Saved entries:
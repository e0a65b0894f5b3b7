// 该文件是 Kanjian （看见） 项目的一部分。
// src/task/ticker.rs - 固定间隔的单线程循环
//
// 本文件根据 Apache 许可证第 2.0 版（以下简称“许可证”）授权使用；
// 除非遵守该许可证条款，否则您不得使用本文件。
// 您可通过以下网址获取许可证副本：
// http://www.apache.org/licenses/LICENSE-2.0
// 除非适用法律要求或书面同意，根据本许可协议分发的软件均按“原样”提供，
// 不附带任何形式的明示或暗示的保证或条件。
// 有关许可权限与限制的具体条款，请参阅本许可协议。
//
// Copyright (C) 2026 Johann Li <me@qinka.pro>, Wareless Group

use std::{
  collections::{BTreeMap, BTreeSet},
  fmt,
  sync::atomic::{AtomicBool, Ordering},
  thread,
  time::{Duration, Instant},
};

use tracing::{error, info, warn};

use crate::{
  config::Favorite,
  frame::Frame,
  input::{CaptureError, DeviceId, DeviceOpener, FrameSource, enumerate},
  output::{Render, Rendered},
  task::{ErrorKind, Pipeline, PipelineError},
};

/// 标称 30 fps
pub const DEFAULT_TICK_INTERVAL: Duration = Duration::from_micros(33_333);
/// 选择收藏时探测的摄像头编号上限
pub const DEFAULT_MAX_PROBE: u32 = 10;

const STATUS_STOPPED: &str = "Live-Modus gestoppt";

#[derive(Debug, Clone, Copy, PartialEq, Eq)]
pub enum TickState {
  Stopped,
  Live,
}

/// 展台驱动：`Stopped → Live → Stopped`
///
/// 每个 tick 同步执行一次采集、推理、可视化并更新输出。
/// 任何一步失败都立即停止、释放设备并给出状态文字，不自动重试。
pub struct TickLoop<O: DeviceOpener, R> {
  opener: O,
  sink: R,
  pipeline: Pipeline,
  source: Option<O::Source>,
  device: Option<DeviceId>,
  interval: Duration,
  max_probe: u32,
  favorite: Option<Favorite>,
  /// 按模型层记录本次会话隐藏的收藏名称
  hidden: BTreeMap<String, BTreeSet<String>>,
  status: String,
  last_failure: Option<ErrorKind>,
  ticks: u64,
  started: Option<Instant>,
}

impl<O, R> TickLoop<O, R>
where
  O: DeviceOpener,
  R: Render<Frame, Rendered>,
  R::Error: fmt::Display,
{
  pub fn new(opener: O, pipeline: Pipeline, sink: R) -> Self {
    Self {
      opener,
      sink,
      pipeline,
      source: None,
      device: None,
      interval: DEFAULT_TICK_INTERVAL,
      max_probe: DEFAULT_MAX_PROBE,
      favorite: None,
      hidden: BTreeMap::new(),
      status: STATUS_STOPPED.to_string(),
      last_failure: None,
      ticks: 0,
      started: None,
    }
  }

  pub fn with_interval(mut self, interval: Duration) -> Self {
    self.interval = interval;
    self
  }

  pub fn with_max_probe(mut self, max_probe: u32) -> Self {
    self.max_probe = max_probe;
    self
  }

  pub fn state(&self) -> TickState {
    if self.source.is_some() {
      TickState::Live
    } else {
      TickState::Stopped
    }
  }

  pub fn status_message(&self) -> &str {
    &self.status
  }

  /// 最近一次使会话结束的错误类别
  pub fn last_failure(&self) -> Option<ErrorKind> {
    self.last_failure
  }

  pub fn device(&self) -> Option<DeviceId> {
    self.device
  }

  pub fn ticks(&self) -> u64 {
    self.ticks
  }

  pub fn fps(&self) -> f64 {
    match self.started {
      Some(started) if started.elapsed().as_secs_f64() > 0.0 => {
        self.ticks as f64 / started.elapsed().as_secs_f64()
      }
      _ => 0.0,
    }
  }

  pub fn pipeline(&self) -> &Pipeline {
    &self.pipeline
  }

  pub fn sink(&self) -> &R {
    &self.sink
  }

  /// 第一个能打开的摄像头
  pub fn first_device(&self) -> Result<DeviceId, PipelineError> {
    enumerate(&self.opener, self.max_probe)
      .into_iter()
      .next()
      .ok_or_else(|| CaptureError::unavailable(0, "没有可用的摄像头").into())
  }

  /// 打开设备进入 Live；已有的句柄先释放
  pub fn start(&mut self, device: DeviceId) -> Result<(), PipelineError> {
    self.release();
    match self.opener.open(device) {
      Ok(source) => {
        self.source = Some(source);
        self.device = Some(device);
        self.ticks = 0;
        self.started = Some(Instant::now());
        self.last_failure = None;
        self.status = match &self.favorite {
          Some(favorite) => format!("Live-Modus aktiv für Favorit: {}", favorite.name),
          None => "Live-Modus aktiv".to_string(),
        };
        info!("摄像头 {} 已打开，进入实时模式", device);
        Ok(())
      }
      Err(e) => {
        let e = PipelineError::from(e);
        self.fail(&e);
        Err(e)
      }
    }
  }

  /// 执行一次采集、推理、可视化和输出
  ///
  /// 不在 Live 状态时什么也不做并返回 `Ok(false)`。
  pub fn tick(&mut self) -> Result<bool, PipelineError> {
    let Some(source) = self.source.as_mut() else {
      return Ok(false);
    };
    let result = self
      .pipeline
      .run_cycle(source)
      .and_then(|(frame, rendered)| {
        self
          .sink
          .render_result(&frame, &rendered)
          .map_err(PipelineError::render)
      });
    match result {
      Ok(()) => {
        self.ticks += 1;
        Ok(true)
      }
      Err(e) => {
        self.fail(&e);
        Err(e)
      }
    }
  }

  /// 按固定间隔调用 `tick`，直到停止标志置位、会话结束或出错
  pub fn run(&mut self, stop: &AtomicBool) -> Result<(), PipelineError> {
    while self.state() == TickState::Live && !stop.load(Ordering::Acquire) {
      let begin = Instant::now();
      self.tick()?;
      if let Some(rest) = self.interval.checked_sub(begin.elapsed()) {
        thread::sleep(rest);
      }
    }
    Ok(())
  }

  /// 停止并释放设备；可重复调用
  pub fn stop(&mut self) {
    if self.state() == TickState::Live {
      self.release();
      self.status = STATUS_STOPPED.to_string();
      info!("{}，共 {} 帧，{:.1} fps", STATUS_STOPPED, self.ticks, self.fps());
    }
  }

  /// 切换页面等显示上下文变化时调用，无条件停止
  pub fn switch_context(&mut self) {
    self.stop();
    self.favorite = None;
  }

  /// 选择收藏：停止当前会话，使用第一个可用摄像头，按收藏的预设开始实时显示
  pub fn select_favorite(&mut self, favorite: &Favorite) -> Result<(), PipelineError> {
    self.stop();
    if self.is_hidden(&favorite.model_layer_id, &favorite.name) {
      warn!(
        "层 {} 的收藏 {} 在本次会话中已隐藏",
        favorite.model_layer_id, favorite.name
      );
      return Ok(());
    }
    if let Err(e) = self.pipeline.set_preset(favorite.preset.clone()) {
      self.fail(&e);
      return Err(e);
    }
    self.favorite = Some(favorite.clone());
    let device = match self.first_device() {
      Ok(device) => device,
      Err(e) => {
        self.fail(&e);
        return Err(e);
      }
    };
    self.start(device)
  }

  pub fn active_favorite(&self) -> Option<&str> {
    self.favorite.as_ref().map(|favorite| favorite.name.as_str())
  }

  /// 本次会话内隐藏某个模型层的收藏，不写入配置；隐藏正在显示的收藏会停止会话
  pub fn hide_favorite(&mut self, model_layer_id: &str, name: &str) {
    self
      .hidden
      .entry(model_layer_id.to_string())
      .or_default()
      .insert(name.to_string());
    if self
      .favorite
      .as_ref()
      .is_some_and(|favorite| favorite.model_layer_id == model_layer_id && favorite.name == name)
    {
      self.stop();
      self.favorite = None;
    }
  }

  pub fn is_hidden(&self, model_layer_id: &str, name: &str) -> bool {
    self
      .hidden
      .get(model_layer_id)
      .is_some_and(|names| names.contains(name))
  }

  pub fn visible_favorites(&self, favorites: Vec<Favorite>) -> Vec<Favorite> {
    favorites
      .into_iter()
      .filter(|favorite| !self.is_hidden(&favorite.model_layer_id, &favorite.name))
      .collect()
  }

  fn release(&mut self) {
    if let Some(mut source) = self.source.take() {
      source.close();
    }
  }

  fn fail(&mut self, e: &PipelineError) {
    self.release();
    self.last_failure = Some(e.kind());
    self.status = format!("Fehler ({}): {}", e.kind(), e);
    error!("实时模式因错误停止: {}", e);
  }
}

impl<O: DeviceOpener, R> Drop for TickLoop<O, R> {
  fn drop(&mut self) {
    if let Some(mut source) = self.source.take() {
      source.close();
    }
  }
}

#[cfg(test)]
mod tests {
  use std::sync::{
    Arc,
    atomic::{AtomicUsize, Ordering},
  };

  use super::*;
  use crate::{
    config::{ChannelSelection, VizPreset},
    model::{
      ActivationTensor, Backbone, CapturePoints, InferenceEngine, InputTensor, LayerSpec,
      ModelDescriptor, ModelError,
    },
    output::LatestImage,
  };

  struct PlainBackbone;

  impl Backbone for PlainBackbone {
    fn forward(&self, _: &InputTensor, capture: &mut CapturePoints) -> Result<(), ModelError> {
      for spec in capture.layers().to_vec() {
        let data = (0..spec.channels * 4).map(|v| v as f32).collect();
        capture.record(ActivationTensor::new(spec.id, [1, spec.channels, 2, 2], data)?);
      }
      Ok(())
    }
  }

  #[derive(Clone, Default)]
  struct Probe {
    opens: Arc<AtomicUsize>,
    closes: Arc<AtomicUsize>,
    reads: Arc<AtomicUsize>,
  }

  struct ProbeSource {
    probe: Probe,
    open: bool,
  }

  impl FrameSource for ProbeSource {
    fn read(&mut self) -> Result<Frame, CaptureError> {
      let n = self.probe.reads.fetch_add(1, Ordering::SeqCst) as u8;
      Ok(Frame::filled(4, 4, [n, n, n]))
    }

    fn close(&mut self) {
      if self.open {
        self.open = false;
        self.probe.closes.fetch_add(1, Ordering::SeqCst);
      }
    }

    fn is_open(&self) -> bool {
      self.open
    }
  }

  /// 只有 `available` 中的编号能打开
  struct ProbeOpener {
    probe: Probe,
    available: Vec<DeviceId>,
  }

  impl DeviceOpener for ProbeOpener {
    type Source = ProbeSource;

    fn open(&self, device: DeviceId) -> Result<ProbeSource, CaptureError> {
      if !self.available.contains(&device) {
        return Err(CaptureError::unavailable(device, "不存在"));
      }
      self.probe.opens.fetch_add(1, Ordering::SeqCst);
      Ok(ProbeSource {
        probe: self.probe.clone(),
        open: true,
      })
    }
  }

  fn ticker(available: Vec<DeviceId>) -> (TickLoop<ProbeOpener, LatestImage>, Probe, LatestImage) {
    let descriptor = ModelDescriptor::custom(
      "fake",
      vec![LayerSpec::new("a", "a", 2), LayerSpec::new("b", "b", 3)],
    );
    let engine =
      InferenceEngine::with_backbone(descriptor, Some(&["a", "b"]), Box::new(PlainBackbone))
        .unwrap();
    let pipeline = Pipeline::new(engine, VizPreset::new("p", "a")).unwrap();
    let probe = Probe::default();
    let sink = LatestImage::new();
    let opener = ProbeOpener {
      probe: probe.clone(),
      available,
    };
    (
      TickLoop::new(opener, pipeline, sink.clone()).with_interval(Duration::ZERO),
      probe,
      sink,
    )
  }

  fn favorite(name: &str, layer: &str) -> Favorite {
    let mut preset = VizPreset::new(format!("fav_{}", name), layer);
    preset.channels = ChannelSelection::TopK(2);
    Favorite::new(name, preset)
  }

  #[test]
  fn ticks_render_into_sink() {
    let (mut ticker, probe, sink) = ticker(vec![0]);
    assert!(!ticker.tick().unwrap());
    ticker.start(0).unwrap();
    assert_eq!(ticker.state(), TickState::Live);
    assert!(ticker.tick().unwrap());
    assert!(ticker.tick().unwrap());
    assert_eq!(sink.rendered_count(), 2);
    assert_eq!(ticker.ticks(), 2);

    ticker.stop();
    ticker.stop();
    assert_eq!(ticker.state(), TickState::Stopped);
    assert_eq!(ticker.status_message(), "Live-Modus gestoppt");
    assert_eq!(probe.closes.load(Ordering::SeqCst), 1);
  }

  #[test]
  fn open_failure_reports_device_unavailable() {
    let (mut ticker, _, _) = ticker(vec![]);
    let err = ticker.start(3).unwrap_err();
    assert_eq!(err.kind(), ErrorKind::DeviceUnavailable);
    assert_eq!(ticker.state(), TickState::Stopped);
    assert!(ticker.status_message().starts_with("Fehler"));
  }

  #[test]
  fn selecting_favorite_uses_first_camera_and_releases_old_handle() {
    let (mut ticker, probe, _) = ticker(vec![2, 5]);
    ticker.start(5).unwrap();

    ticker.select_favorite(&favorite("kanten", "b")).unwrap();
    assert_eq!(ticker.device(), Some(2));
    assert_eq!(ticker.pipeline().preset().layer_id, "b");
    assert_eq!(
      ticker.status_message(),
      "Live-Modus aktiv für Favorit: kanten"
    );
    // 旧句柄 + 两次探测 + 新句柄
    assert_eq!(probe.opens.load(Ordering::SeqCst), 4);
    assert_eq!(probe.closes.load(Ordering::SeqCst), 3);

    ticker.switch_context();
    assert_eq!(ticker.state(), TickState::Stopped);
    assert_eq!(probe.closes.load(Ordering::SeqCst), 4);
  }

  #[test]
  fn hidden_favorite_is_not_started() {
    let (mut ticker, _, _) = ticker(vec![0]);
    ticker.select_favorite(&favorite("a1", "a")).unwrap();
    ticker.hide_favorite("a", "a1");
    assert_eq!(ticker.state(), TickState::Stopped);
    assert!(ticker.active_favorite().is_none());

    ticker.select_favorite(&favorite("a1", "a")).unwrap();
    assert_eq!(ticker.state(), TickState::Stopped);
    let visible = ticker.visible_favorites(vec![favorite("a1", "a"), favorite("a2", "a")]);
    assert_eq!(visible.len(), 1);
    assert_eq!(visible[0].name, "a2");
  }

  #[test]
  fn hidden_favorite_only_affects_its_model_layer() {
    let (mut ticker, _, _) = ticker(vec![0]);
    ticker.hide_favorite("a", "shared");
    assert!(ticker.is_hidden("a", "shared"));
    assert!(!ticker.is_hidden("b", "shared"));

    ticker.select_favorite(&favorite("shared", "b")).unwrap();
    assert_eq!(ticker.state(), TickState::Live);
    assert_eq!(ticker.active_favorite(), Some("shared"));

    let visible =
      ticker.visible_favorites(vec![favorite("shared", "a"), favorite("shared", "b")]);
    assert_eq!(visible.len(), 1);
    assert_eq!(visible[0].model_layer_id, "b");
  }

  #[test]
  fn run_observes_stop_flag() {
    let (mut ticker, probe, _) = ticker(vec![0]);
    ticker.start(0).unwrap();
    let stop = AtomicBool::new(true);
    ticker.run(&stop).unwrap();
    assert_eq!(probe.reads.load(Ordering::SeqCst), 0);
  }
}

--- EXERCISE ---
Please copy every line of the records above in which "data" appears.

--- RESULT ---
        let data = (0..spec.channels * 4).map(|v| v as f32).collect();
        capture.record(ActivationTensor::new(spec.id, [1, spec.channels, 2, 2], data)?);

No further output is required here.